Decreased Expression of VEGF‐A in Rat Experimental Autoimmune Encephalomyelitis and in Cerebrospinal Fluid Mononuclear Cells from Patients with Multiple Sclerosis

Vascular endothelial growth factor A (VEGF‐A) stimulates angiogenesis, but is also pro‐inflammatory and plays an important role in the development of neurological disease, where it can have both attenuating and exacerbating effects. VEGF‐B, a related molecule, is highly expressed in the central nervous system and seems to be important in neurological injury. A few studies have indicated that VEGF‐A may play a role in the pathogenesis of multiple sclerosis (MS), but the role of VEGF‐B has not been studied. We have studied the expression of VEGF‐A, ‐B and their receptors by mRNA in situ hybridization, immunohistochemistry and real‐time PCR in spinal cord from LEW rats with experimental autoimmune encephalomyelitis (EAE) and in cerebrospinal fluid (CSF) and blood samples from MS patients.
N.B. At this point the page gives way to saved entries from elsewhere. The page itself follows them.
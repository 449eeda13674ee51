//! Custom error types for the application.
//!
//! This module defines the primary error type, `GloveError`, for the entire crate.
//! Using the `thiserror` crate, it provides a centralized and consistent way to handle
//! the different kinds of failures that can occur between the glove transports and
//! the display.
//!
//! ## Error Hierarchy
//!
//! - **`InvalidFingerIndex`**: A frame carried a finger index outside 0-4. Recoverable:
//!   the single reading is logged and discarded.
//! - **`MalformedFrame`**: A text command on the socket stand-in could not be parsed
//!   into a hand and a 16-bit frame. Recoverable: the line is logged and discarded.
//! - **`ConnectionLost`**: The transport failed underneath a reader loop. Fatal to that
//!   reader only; the supervisor logs it and everything else keeps running.
//! - **`BindFailure`**: The socket stand-in could not bind its listening endpoint. Fatal
//!   at startup.
//! - **`Config`** / **`Configuration`**: Parse errors from `figment`, and semantic errors
//!   caught by `GloveConfig::validate`.
//! - **`FeatureNotEnabled`**: Functionality that was compiled out (the Bluetooth transport
//!   without `--features bluetooth`).
//!
//! Decode-level errors never escape a reader loop. Connection-level errors terminate
//! only the loop that owns the connection.

use crate::hardware::finger::Hand;
use thiserror::Error;

/// Convenience alias for results using the crate error type.
pub type GloveResult<T> = std::result::Result<T, GloveError>;

/// Every failure the glove monitor reports.
#[derive(Error, Debug)]
pub enum GloveError {
    /// A frame named a finger outside 0-4.
    #[error("Invalid finger index {index} for {hand} hand (expected 0-4)")]
    InvalidFingerIndex {
        /// Hand of the reader that received the frame
        hand: Hand,
        /// Index carried in bits 15..12
        index: u8,
    },

    /// A socket command line could not be parsed.
    #[error("Malformed frame '{line}': {reason}")]
    MalformedFrame {
        /// The offending line, trimmed
        line: String,
        /// What was wrong with it
        reason: String,
    },

    /// The transport under a reader loop failed or was closed by the peer.
    #[error("Connection lost with {link}: {source}")]
    ConnectionLost {
        /// Reader label, e.g. `right glove 00:06:66:8C:D3:66:1`
        link: String,
        /// Underlying I/O error
        #[source]
        source: std::io::Error,
    },

    /// The socket stand-in could not listen.
    #[error("Bind failed on {addr}: {source}")]
    BindFailure {
        /// Requested `host:port`
        addr: String,
        /// Underlying I/O error
        #[source]
        source: std::io::Error,
    },

    /// The configuration could not be read or deserialized.
    #[error("Configuration error: {0}")]
    Config(#[from] figment::Error),

    /// The configuration was read but is not usable.
    #[error("Configuration validation error: {0}")]
    Configuration(String),

    /// Any other I/O failure.
    #[error("I/O error: {0}")]
    Io(#[from] std::io::Error),

    /// Requested functionality was compiled out.
    #[error("Feature '{0}' is not enabled. Please build with --features {0}")]
    FeatureNotEnabled(String),

    /// The global log subscriber could not be installed.
    #[error("Logging setup failed: {0}")]
    Telemetry(String),

    /// The native window failed to start or crashed.
    #[error("Display error: {0}")]
    Display(String),

    /// A reader task panicked; carries its label.
    #[error("Reader '{0}' panicked")]
    ReaderPanicked(String),

    /// One or more readers ended with an error.
    #[error("Shutdown failed with errors")]
    ShutdownFailed(Vec<GloveError>),
}

impl GloveError {
    /// Build a `MalformedFrame` for `line`.
    pub fn malformed(line: impl Into<String>, reason: impl Into<String>) -> Self {
        GloveError::MalformedFrame {
            line: line.into(),
            reason: reason.into(),
        }
    }

    /// Whether a reader loop may log this error and keep going.
    pub fn is_recoverable(&self) -> bool {
        matches!(
            self,
            GloveError::InvalidFingerIndex { .. } | GloveError::MalformedFrame { .. }
        )
    }
}
//! End-to-end tests for the TCP stand-in over real loopback sockets.

use glove_monitor::link::socket::{TestServer, GREETING};
use glove_monitor::{FingerId, GloveError, ReadingStore, Supervisor};
use std::sync::Arc;
use std::time::Duration;
use tokio::io::{AsyncBufReadExt, AsyncWriteExt, BufReader};
use tokio::net::TcpStream;
use tokio::time::timeout;

const STEP: Duration = Duration::from_secs(5);

async fn start_server() -> (Supervisor, TcpStream) {
    let server = TestServer::bind("127.0.0.1", 0)
        .await
        .expect("Failed to bind test server");
    let addr = server.local_addr();

    let mut supervisor = Supervisor::new(Arc::new(ReadingStore::new()));
    supervisor.spawn_test_server(server);

    let client = TcpStream::connect(addr)
        .await
        .expect("Failed to connect to test server");
    (supervisor, client)
}

#[tokio::test]
async fn test_right_thumb_full_scale() {
    let (supervisor, client) = start_server().await;
    let store = supervisor.store();
    let (read_half, mut write_half) = client.into_split();
    let mut lines = BufReader::new(read_half).lines();

    let greeting = timeout(STEP, lines.next_line()).await.unwrap().unwrap();
    assert_eq!(greeting.as_deref(), Some(GREETING.trim_end()));

    write_half.write_all(b"r 0fff\n").await.unwrap();
    let reply = timeout(STEP, lines.next_line()).await.unwrap().unwrap();
    assert_eq!(reply.as_deref(), Some("Heard: 'r 0fff'"));

    // Lines are handled in order, so the next echo means the previous line is stored.
    write_half.write_all(b"l 4000\n").await.unwrap();
    let reply = timeout(STEP, lines.next_line()).await.unwrap().unwrap();
    assert_eq!(reply.as_deref(), Some("Heard: 'l 4000'"));

    write_half.write_all(b"r 1001\n").await.unwrap();
    timeout(STEP, lines.next_line()).await.unwrap().unwrap();
    write_half.write_all(b"r 1001\n").await.unwrap();
    timeout(STEP, lines.next_line()).await.unwrap().unwrap();

    assert_eq!(store.get(FingerId::RightThumb), 4095);
    assert_eq!(store.get(FingerId::LeftPinky), 0);
    assert_eq!(store.get(FingerId::RightIndex), 1);

    drop(write_half);
    timeout(STEP, supervisor.shutdown())
        .await
        .expect("Shutdown hung")
        .expect("Server ended with an error");
}

#[tokio::test]
async fn test_malformed_lines_keep_connection_open() {
    let (supervisor, client) = start_server().await;
    let store = supervisor.store();
    let (read_half, mut write_half) = client.into_split();
    let mut lines = BufReader::new(read_half).lines();
    timeout(STEP, lines.next_line()).await.unwrap().unwrap();

    for line in ["x 0fff", "r zz", "", "r 7123", "l 0x2abc", "r 0001"] {
        write_half
            .write_all(format!("{}\n", line).as_bytes())
            .await
            .unwrap();
        let reply = timeout(STEP, lines.next_line()).await.unwrap().unwrap();
        assert_eq!(reply, Some(format!("Heard: '{}'", line)));
    }

    // One more round trip so "r 0001" has been decoded.
    write_half.write_all(b"r 0001\n").await.unwrap();
    timeout(STEP, lines.next_line()).await.unwrap().unwrap();

    assert_eq!(store.get(FingerId::LeftMiddle), 0x0abc);
    assert_eq!(store.get(FingerId::RightThumb), 1);
    assert_eq!(store.snapshot()[1..5], [0, 0, 0, 0]);

    drop(write_half);
    timeout(STEP, supervisor.shutdown()).await.unwrap().unwrap();
}

#[tokio::test]
async fn test_shutdown_without_client() {
    let server = TestServer::bind("127.0.0.1", 0).await.unwrap();
    let mut supervisor = Supervisor::new(Arc::new(ReadingStore::new()));
    supervisor.spawn_test_server(server);

    timeout(STEP, supervisor.shutdown())
        .await
        .expect("Shutdown hung")
        .expect("Idle server should stop cleanly");
}

#[tokio::test]
async fn test_bind_failure_on_port_in_use() {
    let occupied = std::net::TcpListener::bind("127.0.0.1:0").unwrap();
    let port = occupied.local_addr().unwrap().port();

    let err = TestServer::bind("127.0.0.1", port)
        .await
        .expect_err("Second bind should fail");
    assert!(matches!(err, GloveError::BindFailure { .. }));
    assert!(!err.is_recoverable());
}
Whereas VEGF‐A is downregulated in glia in EAE, the infiltrating inflammatory cells are positive for VEGF‐A. Expression of VEGF‐B and the VEGF receptors is unaltered. In addition, the levels of VEGF‐A mRNA in monocytes in CSF are lower in MS patients compared with controls. These results demonstrate a complex regulation of VEGF‐A during neuroinflammation and suggest that VEGF‐B is not involved in the pathogenesis of MS.